The Office of the Ombudsman charged Mrs. Marcos for allegedly owning financial interests in Vibur, Aguamina and Avertina foundations with accounts in the Swiss Banking Corp., as well as in the Pretorien, Cesar, Gladiator and ESG with separate accounts in Banque Paribas.

Vibur alone, according to prosecutors, had deposits amounting to $3.6 million as of Dec. 31, 1991, while Aguamina had deposits of $80.57 million.

Avertina, a merger of the Xandy and Winthrop foundations, was found to have deposits of P240 million as of Dec. 31, 1989 under the name of "Jane Ryan," which prosecutors claimed was Mrs. Marcos’ pseudonym.

Meanwhile, the Sandiganbayan’s first division virtually gave the Bureau of Customs the go-signal to auction off the so-called "Roumeliotes collection."

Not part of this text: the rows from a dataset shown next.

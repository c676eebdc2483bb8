//! Budget limits view
//!
//! Per-category limit status for the current month

use ratatui::{
    layout::Rect,
    style::{Color, Modifier, Style},
    widgets::{Block, Borders, Cell, Paragraph, Row, Table, TableState},
    Frame,
};

use crate::models::{format_signed, MonthKey};
use crate::reports::LimitOverview;
use crate::tui::app::App;
use crate::tui::layout::MainPanelLayout;

/// Render the budget limits view
pub fn render(frame: &mut Frame, app: &mut App, area: Rect) {
    let layout = MainPanelLayout::new(area);
    let month = MonthKey::current();

    // Render header
    render_header(frame, month, layout.header);

    // Render limit table
    render_limit_table(frame, app, month, layout.content);
}

/// Render limits header
fn render_header(frame: &mut Frame, month: MonthKey, area: Rect) {
    let block = Block::default()
        .title(format!(" Budget Limits - {} ", month))
        .title_style(
            Style::default()
                .fg(Color::Cyan)
                .add_modifier(Modifier::BOLD),
        )
        .borders(Borders::ALL)
        .border_style(Style::default().fg(Color::DarkGray));

    let paragraph = Paragraph::new("Enter: Set limit  r: Reset  Esc: Back")
        .block(block)
        .style(Style::default().fg(Color::DarkGray));

    frame.render_widget(paragraph, area);
}

/// Render limit table
fn render_limit_table(frame: &mut Frame, app: &mut App, month: MonthKey, area: Rect) {
    let block = Block::default()
        .borders(Borders::ALL)
        .border_style(Style::default().fg(Color::Cyan));

    let overview = match LimitOverview::generate(app.storage, month) {
        Ok(overview) => overview,
        Err(_) => {
            let text = Paragraph::new("Unable to read budget data.")
                .block(block)
                .style(Style::default().fg(Color::Red));
            frame.render_widget(text, area);
            return;
        }
    };

    // Define column widths
    let widths = [
        ratatui::layout::Constraint::Min(14),    // Category
        ratatui::layout::Constraint::Length(14), // Monthly Limit
        ratatui::layout::Constraint::Length(19), // This Month Expense
        ratatui::layout::Constraint::Length(12), // Remaining
    ];

    // Header row
    let header = Row::new(vec![
        Cell::from("Category").style(Style::default().add_modifier(Modifier::BOLD)),
        Cell::from("Monthly Limit").style(Style::default().add_modifier(Modifier::BOLD)),
        Cell::from("This Month Expense").style(Style::default().add_modifier(Modifier::BOLD)),
        Cell::from("Remaining").style(Style::default().add_modifier(Modifier::BOLD)),
    ])
    .style(Style::default().fg(Color::Yellow))
    .height(1);

    // Data rows
    let rows: Vec<Row> = overview
        .rows
        .iter()
        .map(|row| {
            let limit_cell = if row.has_limit() {
                row.limit.to_string()
            } else {
                "No limit".to_string()
            };

            let (remaining_cell, remaining_style) = match row.remaining {
                Some(remaining) if remaining < 0 => {
                    (format_signed(remaining), Style::default().fg(Color::Red))
                }
                Some(remaining) => (format_signed(remaining), Style::default().fg(Color::Green)),
                None => ("N/A".to_string(), Style::default().fg(Color::DarkGray)),
            };

            Row::new(vec![
                Cell::from(row.category.clone()),
                Cell::from(limit_cell),
                Cell::from(row.spent.to_string()),
                Cell::from(remaining_cell).style(remaining_style),
            ])
        })
        .collect();

    let table = Table::new(rows, widths)
        .header(header)
        .block(block)
        .highlight_style(
            Style::default()
                .bg(Color::DarkGray)
                .add_modifier(Modifier::BOLD),
        )
        .highlight_symbol("▶ ");

    let mut state = TableState::default();
    state.select(Some(app.limits_index));

    frame.render_stateful_widget(table, area, &mut state);
}
//! Export module for budgetbook
//!
//! Spreadsheet-compatible CSV export of the ledger plus a statistics
//! summary, written on explicit user request and never read back.

pub mod csv;

pub use csv::{export_statistics_csv, export_transactions_csv};

use std::fs::File;
use std::io::BufWriter;
use std::path::{Path, PathBuf};

use crate::error::{BudgetError, BudgetResult};
use crate::models::MonthKey;
use crate::storage::Storage;

/// File name for the ledger dump
pub const TRANSACTIONS_EXPORT_FILE: &str = "budget_data_transactions.csv";

/// File name for the statistics summary
pub const STATISTICS_EXPORT_FILE: &str = "budget_data_statistics.csv";

/// Write both export files into a directory
///
/// The statistics summary always covers the wall-clock current month.
/// Returns the paths written, transactions first.
pub fn export_workbook(storage: &Storage, dir: &Path) -> BudgetResult<Vec<PathBuf>> {
    let transactions_path = dir.join(TRANSACTIONS_EXPORT_FILE);
    let statistics_path = dir.join(STATISTICS_EXPORT_FILE);

    let file = File::create(&transactions_path).map_err(|e| create_failed(&transactions_path, e))?;
    export_transactions_csv(storage, BufWriter::new(file))?;

    let file = File::create(&statistics_path).map_err(|e| create_failed(&statistics_path, e))?;
    export_statistics_csv(storage, MonthKey::current(), BufWriter::new(file))?;

    Ok(vec![transactions_path, statistics_path])
}

fn create_failed(path: &Path, err: std::io::Error) -> BudgetError {
    BudgetError::Export(format!("Failed to create file {}: {}", path.display(), err))
}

This, after Presiding Justice Francis Garchitorena denied, in open court, Mrs. Marcos’ motion to declare the collection part of another cache of jewelry under litigation in the court and under the safekeeping of Malacañang.

Customs authorities seized the 60-piece set from Demetrious Roumeliotes, a Hong Kong-based jewel merchant, at the Manila International Airport on March 1, 1996.